My apologies. I misread the file name.
I don't see a problem with this part of the patch or its location.

> Thanks for reviewing this patch.
> 
> I'll apply your requests in the next version.
> 
> However, regarding the change in kernel-parameters.txt, I'm confused. The
> newly introduced parameter is only exposed through sysctl. Not as a kernel
> boot option.

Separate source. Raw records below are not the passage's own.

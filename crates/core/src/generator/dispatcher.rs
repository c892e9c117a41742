//! Concurrent fan-out of generation requests over a bounded worker pool.

use std::sync::Arc;

use tokio::sync::{mpsc, Semaphore};
use tracing::{debug, error, warn};

use super::types::{build_prompt, style_for_slot};
use super::{
    GeneratedImage, GenerationError, GenerationRequest, ImageProvider, ProviderKind,
    RetryingInvoker,
};
use crate::metrics;

/// Dispatches batches of generation requests to the configured providers.
///
/// Each request runs to completion on its own task, gated by a semaphore
/// sized for the batch. Results come back in completion order. A fatal error is
/// returned as soon as it is observed; requests already in flight keep
/// running detached and their results are discarded.
pub struct ParallelDispatcher {
    gemini: Option<Arc<dyn ImageProvider>>,
    openai: Option<Arc<dyn ImageProvider>>,
    invoker: Arc<RetryingInvoker>,
    max_parallel: usize,
}

impl ParallelDispatcher {
    /// Create a dispatcher. The last provider of each kind wins.
    ///
    /// `max_parallel` is the worker bound used by [`Self::dispatch_batch`].
    pub fn new(
        providers: Vec<Arc<dyn ImageProvider>>,
        invoker: RetryingInvoker,
        max_parallel: usize,
    ) -> Self {
        let mut gemini = None;
        let mut openai = None;
        for provider in providers {
            match provider.kind() {
                ProviderKind::Gemini => gemini = Some(provider),
                ProviderKind::OpenAi => openai = Some(provider),
            }
        }

        Self {
            gemini,
            openai,
            invoker: Arc::new(invoker),
            max_parallel: max_parallel.max(1),
        }
    }

    pub fn max_parallel(&self) -> usize {
        self.max_parallel
    }

    pub fn has_providers(&self) -> bool {
        self.gemini.is_some() || self.openai.is_some()
    }

    fn provider(&self, kind: ProviderKind) -> Option<&Arc<dyn ImageProvider>> {
        match kind {
            ProviderKind::Gemini => self.gemini.as_ref(),
            ProviderKind::OpenAi => self.openai.as_ref(),
        }
    }

    /// Resolve the provider for a slot, falling back to the other kind when
    /// only one is configured.
    fn kind_for_slot(&self, slot: usize) -> Result<ProviderKind, GenerationError> {
        let preferred = ProviderKind::for_slot(slot);
        if self.provider(preferred).is_some() {
            Ok(preferred)
        } else if self.provider(preferred.other()).is_some() {
            Ok(preferred.other())
        } else {
            Err(GenerationError::NotConfigured(
                "no image provider configured".to_string(),
            ))
        }
    }

    /// Build `batch_size` requests for a subject, rotating styles and
    /// alternating providers by slot.
    pub fn plan_batch(
        &self,
        subject: &str,
        destination: &str,
        base_prompt: &str,
        batch_size: usize,
    ) -> Result<Vec<GenerationRequest>, GenerationError> {
        (0..batch_size)
            .map(|slot| {
                let provider = self.kind_for_slot(slot)?;
                let style = style_for_slot(slot);
                let prompt = build_prompt(provider, subject, destination, base_prompt, &style);
                Ok(GenerationRequest {
                    slot,
                    provider,
                    style,
                    prompt,
                })
            })
            .collect()
    }

    /// Run a batch with the default worker bound.
    pub async fn dispatch_batch(
        &self,
        requests: Vec<GenerationRequest>,
    ) -> Result<Vec<GeneratedImage>, GenerationError> {
        self.dispatch_batch_with(requests, self.max_parallel).await
    }

    /// Run a batch with at most `parallelism` requests in flight. Returns
    /// successful images in completion order; an empty list when every
    /// request failed non-fatally.
    pub async fn dispatch_batch_with(
        &self,
        requests: Vec<GenerationRequest>,
        parallelism: usize,
    ) -> Result<Vec<GeneratedImage>, GenerationError> {
        if requests.is_empty() {
            return Ok(Vec::new());
        }

        let total = requests.len();
        let workers = parallelism.clamp(1, total);
        let permits = Arc::new(Semaphore::new(workers));
        let (tx, mut rx) = mpsc::channel(total);

        for request in requests {
            let provider = match self.provider(request.provider) {
                Some(p) => Arc::clone(p),
                None => {
                    return Err(GenerationError::NotConfigured(format!(
                        "{} provider not configured",
                        request.provider
                    )))
                }
            };
            let invoker = Arc::clone(&self.invoker);
            let permits = Arc::clone(&permits);
            let tx = tx.clone();

            tokio::spawn(async move {
                let _permit = match permits.acquire_owned().await {
                    Ok(permit) => permit,
                    Err(_) => return,
                };
                debug!(slot = request.slot, provider = %request.provider, style = request.style.name, "Dispatching generation");
                let result = invoker.invoke(provider.as_ref(), &request.prompt).await;
                // Receiver may be gone after a fatal error; the result is dropped.
                let _ = tx.send((request, result)).await;
            });
        }
        drop(tx);

        let mut images = Vec::with_capacity(total);
        let mut failures = 0usize;
        while let Some((request, result)) = rx.recv().await {
            match result {
                Ok(bytes) => images.push(GeneratedImage {
                    slot: request.slot,
                    provider: request.provider,
                    style: request.style,
                    prompt: request.prompt,
                    bytes,
                }),
                Err(e) if e.is_fatal() => {
                    error!(slot = request.slot, provider = %request.provider, error = %e, "Fatal error in batch");
                    return Err(e);
                }
                Err(e) => {
                    failures += 1;
                    warn!(slot = request.slot, provider = %request.provider, error = %e, "Generation request failed");
                }
            }
        }

        metrics::BATCH_YIELD.observe(images.len() as f64);
        debug!(requested = total, workers, produced = images.len(), failures, "Batch finished");

        Ok(images)
    }
}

In that case, should it be mentioned in kernel-parameters.txt?
> 
> Documentation/process/4.Coding.rst says:
> The file :ref:`Documentation/admin-guide/kernel-parameters.rst
> <kernelparameters>` describes all of the kernel's boot-time parameters.
> Any patch which adds new parameters should add the appropriate entries to
> this file.
> 
> And Documentation/process/submit-checklist.rst says:
> 16) All new kernel boot parameters are documented in
>     ``Documentation/admin-guide/kernel-parameters.rst``.
> 
> What are the rules about editing .txt or .rst files?

Yeah, that's a little confusing.
kernel-parameters.txt in included in kernel-parameters.rst when
'make htmldocs' is run, so the produced output looks like it is from
the .rst file.

Kernel boot parameters should be added to the .txt file.
The .rst file is just intro material.

Thanks.